PhD Defence - Sophie Steigerwald
Thesis defence
Date: Tuesday 14 October 2025
Time: 10.00 – 12.30
Location: Ahlmannsalen
Combined Effects of Chemical Mixtures and Environmental Stressors on Aquatic Invertebrates
Zoom-link: https://stockholmuniversity.zoom.us/j/63894187448
Abstract
Global aquatic environments are under increasing pressure from chemicals and other anthropogenic stressors. In an effort to protect the environment, chemicals must be tested for any potential adverse effects. However, the test methods used to date are highly standardised single-substance protocols and cannot adequately represent natural situations. This thesis therefore explores ways to improve existing ecotoxicity guidelines by including mixtures of contaminants in combination with other prevalent stressors.

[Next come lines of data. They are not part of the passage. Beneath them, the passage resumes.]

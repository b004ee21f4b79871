//! Core domain logic for the kanban board.
//! This crate is the single source of truth for board invariants.

pub mod config;
pub mod db;
pub mod logging;
pub mod model;
pub mod repo;
pub mod search;
pub mod service;
pub mod store;

pub use config::StoreConfig;
pub use logging::{default_log_level, init_logging, logging_status, LoggingError};
pub use model::board::{Board, BoardInvariantError};
pub use model::column::{Column, ColumnId};
pub use model::task::{Task, TaskId, TaskPatch};
pub use repo::board_repo::{decode_board, encode_board, load_board, save_board, BoardSource};
pub use repo::kv_repo::{
    KeyValueStore, KvError, KvResult, MemoryKeyValueStore, SqliteKeyValueStore,
};
pub use search::filter::{build_view, BoardView, ColumnView};
pub use service::board_service::{BoardService, ServiceError, ServiceResult};
pub use store::{
    DragLocation, DropResult, History, KanbanStore, StoreError, StoreErrorKind, StoreResult,
};

/// Minimal health-check API for early integration.
pub fn ping() -> &'static str {
    "pong"
}

/// Returns the core crate version.
pub fn core_version() -> &'static str {
    env!("CARGO_PKG_VERSION")
}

A major objective of the thesis is to apply the chemical activity concept when investigating the potential toxicity of non-polar hydrophobic organic contaminants (HOCs). This approach provides a measure that is comparable over different matrices, like water (Paper I, II, IV) and sediment (Paper III). It is further useful, as it allows mixtures of contaminants to be expressed as a single dose metric. Paper I explored the need for more concise neonatal handling before the start of the exposure in the existing guideline for the Daphnia magna acute immobilisation test. The feeding status within the first 24 h of neonatal life affected the ecotoxicity outcome significantly. Thus, it would be beneficial if the guidelines included a suggested feeding regime prior to the start of exposure. The comparability of chemical activity in a mixture toxicity study combining HOCs and metals is tested in Paper II. The addition of zinc, as a model metal, in a Daphnia acute test showed an additive effect of zinc and HOCs on protein content. The feasibility of chemical activity in combination with passive samplers was shown in Paper III, where it was applied in sediment-water toxicity test systems with Lumbriculus variegatus and Chironomus riparius and compared with traditional total concentration approaches. The study illustrated differences between the two approaches and how traditional measurements can lead to uncertainty in tolerance of L. variegatus to HOCs. The increasing thermal pressure aquatic organisms face under global warming was incorporated in ecotoxicity testing with D. magna by using the degree-day approach (Paper IV). Through the use of cumulative thermal experiences, the effects of temperature on physiology could be disentangled from toxic effects, showing that D. magna sensitivity was temperature-independent.
Overall, this thesis provides important insights into feasible improvements of existing standardised ecotoxicity guidelines as well as exploring the usefulness of sublethal endpoints for a better understanding of potential risks in the environment.
Last updated: October 6, 2025
Source: Department of Environmental Science